**Provided material**:

<<<<

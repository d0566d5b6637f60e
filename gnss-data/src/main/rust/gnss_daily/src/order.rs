/*
 * Copyright (c) 2024, United States Government, as represented by the
 * Administrator of the National Aeronautics and Space Administration.
 * All rights reserved.
 *
 * The RACE - Runtime for Airspace Concept Evaluation platform is licensed
 * under the Apache License, Version 2.0 (the "License"); you may not use
 * this file except in compliance with the License. You may obtain a copy
 * of the License at http://www.apache.org/licenses/LICENSE-2.0.
 *
 * Unless required by applicable law or agreed to in writing, software
 * distributed under the License is distributed on an "AS IS" BASIS,
 * WITHOUT WARRANTIES OR CONDITIONS OF ANY KIND, either express or implied.
 * See the License for the specific language governing permissions and
 * limitations under the License.
 */

use chrono::{DateTime,Duration,Utc};
use rand::seq::SliceRandom;
use serde::{Serialize,Deserialize};

/// traversal order over the configured date range
#[derive(Debug,Clone,Copy,PartialEq,Eq,Serialize,Deserialize,Default)]
#[serde(rename_all = "snake_case")]
pub enum ProcessingOrder {
    Forwards,
    #[default]
    Backwards,
    Random,
    /// reverse-bit-order traversal of the day offsets - fast uniform temporal coverage
    BinaryFill
}

/// the day offsets of [start,end] stepped by `increment`, arranged per order
pub fn day_offsets (n_days: usize, order: ProcessingOrder, increment: usize) -> Vec<usize> {
    let increment = increment.max(1);
    let mut offsets: Vec<usize> = (0..n_days).step_by(increment).collect();

    match order {
        ProcessingOrder::Forwards => offsets,
        ProcessingOrder::Backwards => { offsets.reverse(); offsets }
        ProcessingOrder::Random => {
            offsets.shuffle( &mut rand::thread_rng());
            offsets
        }
        ProcessingOrder::BinaryFill => binary_fill(offsets)
    }
}

/// reorder by bit-reversed index: 0, n/2, n/4, 3n/4, ... so early visits spread
/// evenly over the whole range
fn binary_fill (offsets: Vec<usize>) -> Vec<usize> {
    let n = offsets.len();
    if n < 2 { return offsets; }

    let bits = usize::BITS - (n - 1).leading_zeros();
    let mut out = Vec::with_capacity(n);

    for i in 0..(1usize << bits) {
        let rev = reverse_bits(i, bits);
        if rev < n {
            out.push( offsets[rev]);
        }
    }
    out
}

fn reverse_bits (i: usize, bits: u32) -> usize {
    let mut rev = 0usize;
    for b in 0..bits {
        if i & (1 << b) != 0 {
            rev |= 1 << (bits - 1 - b);
        }
    }
    rev
}

/// concrete visit dates for a range (both ends inclusive)
pub fn visit_dates (start: &DateTime<Utc>, end: &DateTime<Utc>,
                    order: ProcessingOrder, increment: usize) -> Vec<DateTime<Utc>> {
    if end < start {
        return Vec::new();
    }
    let n_days = (*end - *start).num_days() as usize + 1;
    day_offsets(n_days, order, increment).iter()
        .map( |offs| *start + Duration::days(*offs as i64))
        .collect()
}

>>>>

**Goal of the exercise**: Filter the data down to the lines that contain the string "traversal", and copy them.

**Output for this task**:
/// traversal order over the configured date range
    /// reverse-bit-order traversal of the day offsets - fast uniform temporal coverage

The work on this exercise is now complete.